**Work required:**
Print the entries below in their entirety, exactly as they are written.

====================

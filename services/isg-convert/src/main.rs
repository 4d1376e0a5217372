//! ISG geoid grid converter.
//!
//! Reads one ISG file, or every `.isg` file under a directory, and writes
//! each as ISG (any version), CSV, GSF, GEM or GRI. `--info` prints the
//! parsed header as JSON.

mod info;
mod inputs;

use std::path::{Path, PathBuf};

use anyhow::{bail, Context, Result};
use clap::Parser;
use grid_export::{convert_to, pad_to_bounds, ExportConfig, OutputFormat};
use isg_common::Extent;
use isg_format::GridModel;
use tracing::{error, info, warn, Level};
use tracing_subscriber::FmtSubscriber;

use info::HeaderInfo;
use inputs::collect_inputs;

#[derive(Parser, Debug)]
#[command(name = "isg-convert")]
#[command(about = "Convert ISG geoid grids between formats")]
struct Args {
    /// ISG file, or a directory searched for .isg files
    input: PathBuf,

    /// Output format: isg (configured default version), isg1.0, isg1.01,
    /// isg2.00, csv, gsf, gem or gri
    #[arg(short, long)]
    format: Option<String>,

    /// Output directory
    #[arg(short, long)]
    output_dir: Option<PathBuf>,

    /// YAML export configuration
    #[arg(short, long, env = "ISG_CONFIG")]
    config: Option<PathBuf>,

    /// Do not prefix output file names with a timestamp
    #[arg(long)]
    no_timestamp: bool,

    /// Override the grid extent: "lat_min,lat_max,lon_min,lon_max"
    #[arg(long)]
    bounds: Option<String>,

    /// Pad with no-data cells to cover "lat_min,lat_max,lon_min,lon_max"
    #[arg(long)]
    pad_to: Option<String>,

    /// Print the parsed header as JSON
    #[arg(long)]
    info: bool,

    /// Log level
    #[arg(long, default_value = "info")]
    log_level: String,

    /// Emit logs as JSON
    #[arg(long)]
    log_json: bool,
}

fn init_tracing(args: &Args) -> Result<()> {
    let level = match args.log_level.to_lowercase().as_str() {
        "trace" => Level::TRACE,
        "debug" => Level::DEBUG,
        "info" => Level::INFO,
        "warn" => Level::WARN,
        "error" => Level::ERROR,
        _ => Level::INFO,
    };

    let builder = FmtSubscriber::builder()
        .with_max_level(level)
        .with_target(true)
        .with_writer(std::io::stderr);

    if args.log_json {
        tracing::subscriber::set_global_default(builder.json().finish())?;
    } else {
        tracing::subscriber::set_global_default(builder.finish())?;
    }
    Ok(())
}

/// Defaults, then environment, then the YAML file, then flags.
fn load_config(args: &Args) -> Result<ExportConfig> {
    let mut config = ExportConfig::from_env();
    if let Some(path) = &args.config {
        config
            .merge_yaml_file(path)
            .with_context(|| format!("Failed to load export config from {:?}", path))?;
    }

    if let Some(dir) = &args.output_dir {
        config.output_dir = dir.clone();
    }
    if args.no_timestamp {
        config.timestamp_prefix = false;
    }

    if let Err(e) = config.validate() {
        bail!("invalid export configuration: {}", e);
    }
    Ok(config)
}

/// `isg` alone selects the configured default version.
fn resolve_format(name: &str, config: &ExportConfig) -> Result<OutputFormat> {
    if name.trim().eq_ignore_ascii_case("isg") {
        return Ok(OutputFormat::Isg(config.isg_version()?));
    }
    Ok(name.parse::<OutputFormat>()?)
}

fn parse_extent(flag: &str, text: &str) -> Result<Extent> {
    Extent::from_extent_string(text).with_context(|| format!("Invalid --{} value {:?}", flag, text))
}

struct Job {
    format: Option<OutputFormat>,
    bounds: Option<Extent>,
    pad_to: Option<Extent>,
    info: bool,
}

fn process_file(path: &Path, job: &Job, config: &ExportConfig) -> Result<Option<PathBuf>> {
    let mut model =
        GridModel::from_path(path).with_context(|| format!("Failed to read ISG file {:?}", path))?;

    let header = model.main_header_values();
    info!(
        path = %path.display(),
        version = %model.version(),
        model_name = header.model_name.as_deref().unwrap_or("---"),
        nrows = model.data().len(),
        lat_min = header.lat_min,
        lat_max = header.lat_max,
        lon_min = header.lon_min,
        lon_max = header.lon_max,
        "Parsed ISG file"
    );
    if !model.unmatched_lines().is_empty() {
        warn!(
            path = %path.display(),
            count = model.unmatched_lines().len(),
            "Header lines matched no known field"
        );
    }

    if let Some(extent) = job.bounds {
        model.set_bounds(extent);
    }
    if let Some(target) = &job.pad_to {
        pad_to_bounds(&mut model, target)
            .with_context(|| format!("Failed to pad {:?}", path))?;
    }

    if job.info {
        println!("{}", HeaderInfo::new(path, &model).to_json()?);
    }

    match job.format {
        Some(format) => {
            let output = convert_to(&model, format, config)
                .with_context(|| format!("Failed to convert {:?} to {}", path, format))?;
            Ok(Some(output))
        }
        None => Ok(None),
    }
}

fn main() -> Result<()> {
    // Load environment from .env file if present
    dotenvy::dotenv().ok();

    let args = Args::parse();
    init_tracing(&args)?;

    let config = load_config(&args)?;

    let format = match (&args.format, args.info) {
        (Some(name), _) => Some(resolve_format(name, &config)?),
        (None, true) => None,
        (None, false) => Some(OutputFormat::Isg(config.isg_version()?)),
    };
    let job = Job {
        format,
        bounds: args.bounds.as_deref().map(|s| parse_extent("bounds", s)).transpose()?,
        pad_to: args.pad_to.as_deref().map(|s| parse_extent("pad-to", s)).transpose()?,
        info: args.info,
    };

    let files = collect_inputs(&args.input)?;
    info!(
        files = files.len(),
        format = job.format.map(|f| f.name()).unwrap_or("none"),
        output_dir = %config.output_dir.display(),
        "Starting conversion"
    );

    let mut failed = 0usize;
    for path in &files {
        match process_file(path, &job, &config) {
            Ok(Some(output)) => info!(input = %path.display(), output = %output.display(), "Converted"),
            Ok(None) => {}
            Err(e) => {
                failed += 1;
                let message = format!("{:#}", e);
                error!(input = %path.display(), error = %message, "Conversion failed");
            }
        }
    }

    if failed > 0 {
        bail!("{} of {} files failed", failed, files.len());
    }
    Ok(())
}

====================

**Response area:**
filename services/isg-convert/src/main.rs
repository 4d1376e0a5217372
//! ISG geoid grid converter.
//!
//! Reads one ISG file, or every `.isg` file under a directory, and writes
//! each as ISG (any version), CSV, GSF, GEM or GRI. `--info` prints the
//! parsed header as JSON.

mod info;
mod inputs;

use std::path::{Path, PathBuf};

use anyhow::{bail, Context, Result};
use clap::Parser;
use grid_export::{convert_to, pad_to_bounds, ExportConfig, OutputFormat};
use isg_common::Extent;
use isg_format::GridModel;
use tracing::{error, info, warn, Level};
use tracing_subscriber::FmtSubscriber;

use info::HeaderInfo;
use inputs::collect_inputs;

#[derive(Parser, Debug)]
#[command(name = "isg-convert")]
#[command(about = "Convert ISG geoid grids between formats")]
struct Args {
    /// ISG file, or a directory searched for .isg files
    input: PathBuf,

    /// Output format: isg (configured default version), isg1.0, isg1.01,
    /// isg2.00, csv, gsf, gem or gri
    #[arg(short, long)]
    format: Option<String>,

    /// Output directory
    #[arg(short, long)]
    output_dir: Option<PathBuf>,

    /// YAML export configuration
    #[arg(short, long, env = "ISG_CONFIG")]
    config: Option<PathBuf>,

    /// Do not prefix output file names with a timestamp
    #[arg(long)]
    no_timestamp: bool,

    /// Override the grid extent: "lat_min,lat_max,lon_min,lon_max"
    #[arg(long)]
    bounds: Option<String>,

    /// Pad with no-data cells to cover "lat_min,lat_max,lon_min,lon_max"
    #[arg(long)]
    pad_to: Option<String>,

    /// Print the parsed header as JSON
    #[arg(long)]
    info: bool,

    /// Log level
    #[arg(long, default_value = "info")]
    log_level: String,

    /// Emit logs as JSON
    #[arg(long)]
    log_json: bool,
}

fn init_tracing(args: &Args) -> Result<()> {
    let level = match args.log_level.to_lowercase().as_str() {
        "trace" => Level::TRACE,
        "debug" => Level::DEBUG,
        "info" => Level::INFO,
        "warn" => Level::WARN,
        "error" => Level::ERROR,
        _ => Level::INFO,
    };

    let builder = FmtSubscriber::builder()
        .with_max_level(level)
        .with_target(true)
        .with_writer(std::io::stderr);

    if args.log_json {
        tracing::subscriber::set_global_default(builder.json().finish())?;
    } else {
        tracing::subscriber::set_global_default(builder.finish())?;
    }
    Ok(())
}

/// Defaults, then environment, then the YAML file, then flags.
fn load_config(args: &Args) -> Result<ExportConfig> {
    let mut config = ExportConfig::from_env();
    if let Some(path) = &args.config {
        config
            .merge_yaml_file(path)
            .with_context(|| format!("Failed to load export config from {:?}", path))?;
    }

    if let Some(dir) = &args.output_dir {
        config.output_dir = dir.clone();
    }
    if args.no_timestamp {
        config.timestamp_prefix = false;
    }

    if let Err(e) = config.validate() {
        bail!("invalid export configuration: {}", e);
    }
    Ok(config)
}

/// `isg` alone selects the configured default version.
fn resolve_format(name: &str, config: &ExportConfig) -> Result<OutputFormat> {
    if name.trim().eq_ignore_ascii_case("isg") {
        return Ok(OutputFormat::Isg(config.isg_version()?));
    }
    Ok(name.parse::<OutputFormat>()?)
}

fn parse_extent(flag: &str, text: &str) -> Result<Extent> {
    Extent::from_extent_string(text).with_context(|| format!("Invalid --{} value {:?}", flag, text))
}

struct Job {
    format: Option<OutputFormat>,
    bounds: Option<Extent>,
    pad_to: Option<Extent>,
    info: bool,
}

fn process_file(path: &Path, job: &Job, config: &ExportConfig) -> Result<Option<PathBuf>> {
    let mut model =
        GridModel::from_path(path).with_context(|| format!("Failed to read ISG file {:?}", path))?;

    let header = model.main_header_values();
    info!(
        path = %path.display(),
        version = %model.version(),
        model_name = header.model_name.as_deref().unwrap_or("---"),
        nrows = model.data().len(),
        lat_min = header.lat_min,
        lat_max = header.lat_max,
        lon_min = header.lon_min,
        lon_max = header.lon_max,
        "Parsed ISG file"
    );
    if !model.unmatched_lines().is_empty() {
        warn!(
            path = %path.display(),
            count = model.unmatched_lines().len(),
            "Header lines matched no known field"
        );
    }

    if let Some(extent) = job.bounds {
        model.set_bounds(extent);
    }
    if let Some(target) = &job.pad_to {
        pad_to_bounds(&mut model, target)
            .with_context(|| format!("Failed to pad {:?}", path))?;
    }

    if job.info {
        println!("{}", HeaderInfo::new(path, &model).to_json()?);
    }

    match job.format {
        Some(format) => {
            let output = convert_to(&model, format, config)
                .with_context(|| format!("Failed to convert {:?} to {}", path, format))?;
            Ok(Some(output))
        }
        None => Ok(None),
    }
}

fn main() -> Result<()> {
    // Load environment from .env file if present
    dotenvy::dotenv().ok();

    let args = Args::parse();
    init_tracing(&args)?;

    let config = load_config(&args)?;

    let format = match (&args.format, args.info) {
        (Some(name), _) => Some(resolve_format(name, &config)?),
        (None, true) => None,
        (None, false) => Some(OutputFormat::Isg(config.isg_version()?)),
    };
    let job = Job {
        format,
        bounds: args.bounds.as_deref().map(|s| parse_extent("bounds", s)).transpose()?,
        pad_to: args.pad_to.as_deref().map(|s| parse_extent("pad-to", s)).transpose()?,
        info: args.info,
    };

    let files = collect_inputs(&args.input)?;
    info!(
        files = files.len(),
        format = job.format.map(|f| f.name()).unwrap_or("none"),
        output_dir = %config.output_dir.display(),
        "Starting conversion"
    );

    let mut failed = 0usize;
    for path in &files {
        match process_file(path, &job, &config) {
            Ok(Some(output)) => info!(input = %path.display(), output = %output.display(), "Converted"),
            Ok(None) => {}
            Err(e) => {
                failed += 1;
                let message = format!("{:#}", e);
                error!(input = %path.display(), error = %message, "Conversion failed");
            }
        }
    }

    if failed > 0 {
        bail!("{} of {} files failed", failed, files.len());
    }
    Ok(())
}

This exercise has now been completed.